# VFD connection



## magmash (Jul 20, 2012)

Hi

I am sure this question have been asked before, but i am not able to find a thread about it using google .

How should a motor be wired to a VFD, In WYE or Delta configuration ?


I understand it like this. If the supply voltage is 230V then the motor should be wired Delta to the VFD if the motor states 230V for Delta, or if the supply Voltage is 380V it should go Wye to the VFD if motor states 380V for Wye.


----------



## JRaef (Mar 23, 2009)

Wye or Delta internal motor connections can ONLY be determined by the motor connection diagram, often on the motor nameplate or on a label on the inside of the connection box lid. There are multiple possibilities, so no generalities can be applied with any reasonable certainty.

Shorter version: RTFM


----------



## magmash (Jul 20, 2012)

JRaef said:


> Wye or Delta internal motor connections can ONLY be determined by the motor connection diagram, often on the motor nameplate or on a label on the inside of the connection box lid. There are multiple possibilities, so no generalities can be applied with any reasonable certainty.
> 
> Shorter version: RTFM


Shouldn't one wire the motor in a configuration so it matches its input voltage ?, I mean if the VFD is putting out 380V and the motor is rated for 380V in DELTA it should be wired in DELTA and not in WYE which lets assume is rated for 460V ?


----------



## AK_sparky (Aug 13, 2013)

Some motors have all the winding connections accessible so they can be configured wye or delta. The VFD doesn't care, but you have match the VFD output voltage to the motor configuration with the same voltage.


----------



## DriveGuru (Jul 29, 2012)

magmash said:


> Shouldn't one wire the motor in a configuration so it matches its input voltage ?, I mean if the VFD is putting out 380V and the motor is rated for 380V in DELTA it should be wired in DELTA and not in WYE which lets assume is rated for 460V ?

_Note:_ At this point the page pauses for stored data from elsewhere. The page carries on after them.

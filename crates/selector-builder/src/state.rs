//! The immutable selector value every builder step produces.

use std::fmt;

use crate::error::SelectorError;
use crate::stage::{Specificity, Stage};

/// A selector under construction.
///
/// Each method takes `&self` and returns a fresh state, so a chain can be
/// forked at any point and both branches keep growing independently:
///
/// ```rust
/// use selector_builder::SelectorState;
///
/// let base = SelectorState::new().element("li").unwrap();
/// let first = base.pseudo_class("first-child").unwrap();
/// let odd = base.class("odd").unwrap();
///
/// assert_eq!(base.stringify(), "li");
/// assert_eq!(first.stringify(), "li:first-child");
/// assert_eq!(odd.stringify(), "li.odd");
/// ```
#[derive(Clone, Debug, Default, PartialEq, Eq, Hash)]
pub struct SelectorState {
    text: String,
    stage: Stage,
    specificity: Specificity,
}

impl SelectorState {
    /// The empty template every chain starts from.
    pub fn new() -> Self {
        Self::default()
    }

    /// Appends a type selector (`div`). At most one per selector.
    pub fn element(&self, value: impl AsRef<str>) -> Result<Self, SelectorError> {
        self.append(Stage::Element, value.as_ref())
    }

    /// Appends an id selector (`#main`). At most one per selector.
    pub fn id(&self, value: impl AsRef<str>) -> Result<Self, SelectorError> {
        self.append(Stage::Id, value.as_ref())
    }

    /// Appends a class selector (`.active`).
    pub fn class(&self, value: impl AsRef<str>) -> Result<Self, SelectorError> {
        self.append(Stage::Class, value.as_ref())
    }

    /// Appends an attribute selector. The value goes between the brackets
    /// unchanged, so `href$=".png"` becomes `[href$=".png"]`.
    pub fn attr(&self, value: impl AsRef<str>) -> Result<Self, SelectorError> {
        self.append(Stage::Attribute, value.as_ref())
    }

    /// Appends a pseudo-class (`:hover`).
    pub fn pseudo_class(&self, value: impl AsRef<str>) -> Result<Self, SelectorError> {
        self.append(Stage::PseudoClass, value.as_ref())
    }

    /// Appends a pseudo-element (`::before`). At most one per selector.
    pub fn pseudo_element(&self, value: impl AsRef<str>) -> Result<Self, SelectorError> {
        self.append(Stage::PseudoElement, value.as_ref())
    }

    /// Joins two selectors with a combinator: `"<left> <combinator> <right>"`.
    ///
    /// Neither operand's stage is checked or carried over. The result starts
    /// again at [`Stage::Empty`], and its specificity is the sum of both sides.
    pub fn combine(
        left: &SelectorState,
        combinator: impl fmt::Display,
        right: &SelectorState,
    ) -> SelectorState {
        let text = format!("{} {} {}", left.text, combinator, right.text);
        log::trace!("combine: {:?}", text);

        SelectorState {
            text,
            stage: Stage::Empty,
            specificity: left.specificity + right.specificity,
        }
    }

    /// The selector text accumulated so far.
    pub fn stringify(&self) -> &str {
        &self.text
    }

    /// The category of the last appended part.
    pub fn stage(&self) -> Stage {
        self.stage
    }

    pub fn specificity(&self) -> Specificity {
        self.specificity
    }

    pub fn is_empty(&self) -> bool {
        self.text.is_empty()
    }

    /// Checks that `part` may follow the current stage.
    ///
    /// A repeated single-use part is a duplicate; anything moving backwards is
    /// out of order. The duplicate check only applies when the incoming part
    /// is the same category as the current stage.
    fn check(&self, part: Stage) -> Result<(), SelectorError> {
        if part == self.stage && part.is_single_use() {
            return Err(SelectorError::DuplicateSelectorPart { part });
        }
        if part < self.stage {
            return Err(SelectorError::SelectorOrder {
                part,
                current: self.stage,
            });
        }
        Ok(())
    }

    fn append(&self, part: Stage, value: &str) -> Result<Self, SelectorError> {
        if let Err(err) = self.check(part) {
            log::debug!(
                "rejected {} {:?} after {} in {:?}: {}",
                part,
                value,
                self.stage,
                self.text,
                err
            );
            return Err(err);
        }

        let (prefix, suffix) = part.delimiters();
        let mut text =
            String::with_capacity(self.text.len() + prefix.len() + value.len() + suffix.len());
        text.push_str(&self.text);
        text.push_str(prefix);
        text.push_str(value);
        text.push_str(suffix);
        log::trace!("{}: {:?} -> {:?}", part, self.text, text);

        Ok(SelectorState {
            text,
            stage: part,
            specificity: self.specificity + part.specificity(),
        })
    }
}

impl fmt::Display for SelectorState {
    fn fmt(&self, f: &mut fmt::Formatter<'_>) -> fmt::Result {
        f.write_str(&self.text)
    }
}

 There is more to take into consideration that just the motor voltage. Can we get a motor nameplate and the model drive you are using? You have to be careful with wye and delta connections, you can easily starve the motor for torque or overexcite the winding which is just as bad, both can let the magical smoke out of your motor.


----------



## Big John (May 23, 2010)

DriveGuru said:


> ...You have to be careful with wye and delta connections, you can easily starve the motor for torque or overexcite the winding which is just as bad, both can let the magical smoke out of your motor.


 Is that a fancy way of saying you'll under- or over-voltage the motor? 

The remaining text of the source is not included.